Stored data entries
******************************

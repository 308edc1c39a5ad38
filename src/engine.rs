// SPDX-License-Identifier: AGPL-3.0-or-later
//
// Copyright (C) 2025 Daniel Negri
//
// This program is free software: you can redistribute it and/or modify
// it under the terms of the GNU Affero General Public License as published by
// the Free Software Foundation, either version 3 of the License, or
// (at your option) any later version.
//
// This program is distributed in the hope that it will be useful,
// but WITHOUT ANY WARRANTY; without even the implied warranty of
// MERCHANTABILITY or FITNESS FOR A PARTICULAR PURPOSE. See the
// GNU Affero General Public License for more details.
//
// You should have received a copy of the GNU Affero General Public License
// along with this program. If not, see <https://www.gnu.org/licenses/>.

//! Reservation/rental lifecycle engine.
//!
//! The [`Engine`] is the central component that drives bicycles, reservation
//! holds, and rentals through their chained state machines:
//!
//! - **Reserve**: soft-lock an available bicycle for one user for the hold
//!   window (30 minutes by default).
//! - **Promote**: convert an active reservation into a rental at pickup.
//! - **Complete**: return the bicycle, settle the cost (with late fees
//!   beyond the overdue threshold), and post penalties for late returns.
//! - **Cancel / expire**: release the bicycle without cost.
//!
//! # Consistency
//!
//! The bicycle `status` field is the single point of contention and is only
//! ever written through the registry's compare-and-set. Reservation and
//! rental rows guard their own status word under a mutex; that word is the
//! commit point of every transition, so of two racing operations on the
//! same row exactly one succeeds and the loser gets a normal rejection,
//! never a raw conflict.
//!
//! Per-user uniqueness (at most one active reservation and one active
//! rental) is enforced with atomic check-and-insert on index maps.
//!
//! # Notifications
//!
//! Sink dispatch happens after a transition commits and is best-effort:
//! failures are logged at `warn` and swallowed.

use crate::base::{BicycleId, RentalId, ReservationId, StationId, UserId};
use crate::bicycle::{BicycleStatus, Registry};
use crate::clock::{Clock, SystemClock};
use crate::config::EngineConfig;
use crate::error::{NotifyError, RentalError};
use crate::notify::{NotificationSink, NullSink};
use crate::penalty::PenaltyLedger;
use crate::rental::{Rental, RentalSnapshot};
use crate::reservation::{Reservation, ReservationSnapshot};
use dashmap::DashMap;
use dashmap::mapref::entry::Entry;
use rust_decimal::Decimal;
use std::sync::Arc;
use std::sync::atomic::{AtomicU64, Ordering};

/// Counters produced by one sweeper pass.
#[derive(Debug, Clone, Copy, PartialEq, Eq, Default)]
pub struct SweepReport {
    /// Reservations driven through the expire transition.
    pub expired_reservations: usize,
    /// Overdue rentals reminded about for the first time.
    pub overdue_rentals: usize,
}

/// Lifecycle engine over the bicycle fleet.
///
/// # Invariants
///
/// - A bicycle has at most one outstanding reservation or rental, never
///   both, and its status matches that fact exactly.
/// - A user has at most one active reservation and one active rental.
/// - Terminal reservation/rental rows never mutate again.
/// - `total_cost` is always `hourly_rate × duration_hours + late_fee +
///   damage_fee` for completed rentals.
#[derive(Debug)]
pub struct Engine {
    config: EngineConfig,
    clock: Arc<dyn Clock>,
    sink: Arc<dyn NotificationSink>,
    registry: Registry,
    ledger: PenaltyLedger,
    /// Reservation rows indexed by id.
    reservations: DashMap<ReservationId, Reservation>,
    /// Rental rows indexed by id.
    rentals: DashMap<RentalId, Rental>,
    /// Active-hold uniqueness index, one entry per holding user.
    active_reservation_by_user: DashMap<UserId, ReservationId>,
    /// Active-rental uniqueness index, one entry per riding user.
    active_rental_by_user: DashMap<UserId, RentalId>,
    next_reservation_id: AtomicU64,
    next_rental_id: AtomicU64,
}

******************************

Each line of the data is to be transcribed exactly, with nothing left out.

RESULT:
repository 308edc1c39a5ad38
filename src/engine.rs
// SPDX-License-Identifier: AGPL-3.0-or-later
//
// Copyright (C) 2025 Daniel Negri
//
// This program is free software: you can redistribute it and/or modify
// it under the terms of the GNU Affero General Public License as published by
// the Free Software Foundation, either version 3 of the License, or
// (at your option) any later version.
//
// This program is distributed in the hope that it will be useful,
// but WITHOUT ANY WARRANTY; without even the implied warranty of
// MERCHANTABILITY or FITNESS FOR A PARTICULAR PURPOSE. See the
// GNU Affero General Public License for more details.
//
// You should have received a copy of the GNU Affero General Public License
// along with this program. If not, see <https://www.gnu.org/licenses/>.

//! Reservation/rental lifecycle engine.
//!
//! The [`Engine`] is the central component that drives bicycles, reservation
//! holds, and rentals through their chained state machines:
//!
//! - **Reserve**: soft-lock an available bicycle for one user for the hold
//!   window (30 minutes by default).
//! - **Promote**: convert an active reservation into a rental at pickup.
//! - **Complete**: return the bicycle, settle the cost (with late fees
//!   beyond the overdue threshold), and post penalties for late returns.
//! - **Cancel / expire**: release the bicycle without cost.
//!
//! # Consistency
//!
//! The bicycle `status` field is the single point of contention and is only
//! ever written through the registry's compare-and-set. Reservation and
//! rental rows guard their own status word under a mutex; that word is the
//! commit point of every transition, so of two racing operations on the
//! same row exactly one succeeds and the loser gets a normal rejection,
//! never a raw conflict.
//!
//! Per-user uniqueness (at most one active reservation and one active
//! rental) is enforced with atomic check-and-insert on index maps.
//!
//! # Notifications
//!
//! Sink dispatch happens after a transition commits and is best-effort:
//! failures are logged at `warn` and swallowed.

use crate::base::{BicycleId, RentalId, ReservationId, StationId, UserId};
use crate::bicycle::{BicycleStatus, Registry};
use crate::clock::{Clock, SystemClock};
use crate::config::EngineConfig;
use crate::error::{NotifyError, RentalError};
use crate::notify::{NotificationSink, NullSink};
use crate::penalty::PenaltyLedger;
use crate::rental::{Rental, RentalSnapshot};
use crate::reservation::{Reservation, ReservationSnapshot};
use dashmap::DashMap;
use dashmap::mapref::entry::Entry;
use rust_decimal::Decimal;
use std::sync::Arc;
use std::sync::atomic::{AtomicU64, Ordering};

/// Counters produced by one sweeper pass.
#[derive(Debug, Clone, Copy, PartialEq, Eq, Default)]
pub struct SweepReport {
    /// Reservations driven through the expire transition.
    pub expired_reservations: usize,
    /// Overdue rentals reminded about for the first time.
    pub overdue_rentals: usize,
}

/// Lifecycle engine over the bicycle fleet.
///
/// # Invariants
///
/// - A bicycle has at most one outstanding reservation or rental, never
///   both, and its status matches that fact exactly.
/// - A user has at most one active reservation and one active rental.
/// - Terminal reservation/rental rows never mutate again.
/// - `total_cost` is always `hourly_rate × duration_hours + late_fee +
///   damage_fee` for completed rentals.
#[derive(Debug)]
pub struct Engine {
    config: EngineConfig,
    clock: Arc<dyn Clock>,
    sink: Arc<dyn NotificationSink>,
    registry: Registry,
    ledger: PenaltyLedger,
    /// Reservation rows indexed by id.
    reservations: DashMap<ReservationId, Reservation>,
    /// Rental rows indexed by id.
    rentals: DashMap<RentalId, Rental>,
    /// Active-hold uniqueness index, one entry per holding user.
    active_reservation_by_user: DashMap<UserId, ReservationId>,
    /// Active-rental uniqueness index, one entry per riding user.
    active_rental_by_user: DashMap<UserId, RentalId>,
    next_reservation_id: AtomicU64,
    next_rental_id: AtomicU64,
}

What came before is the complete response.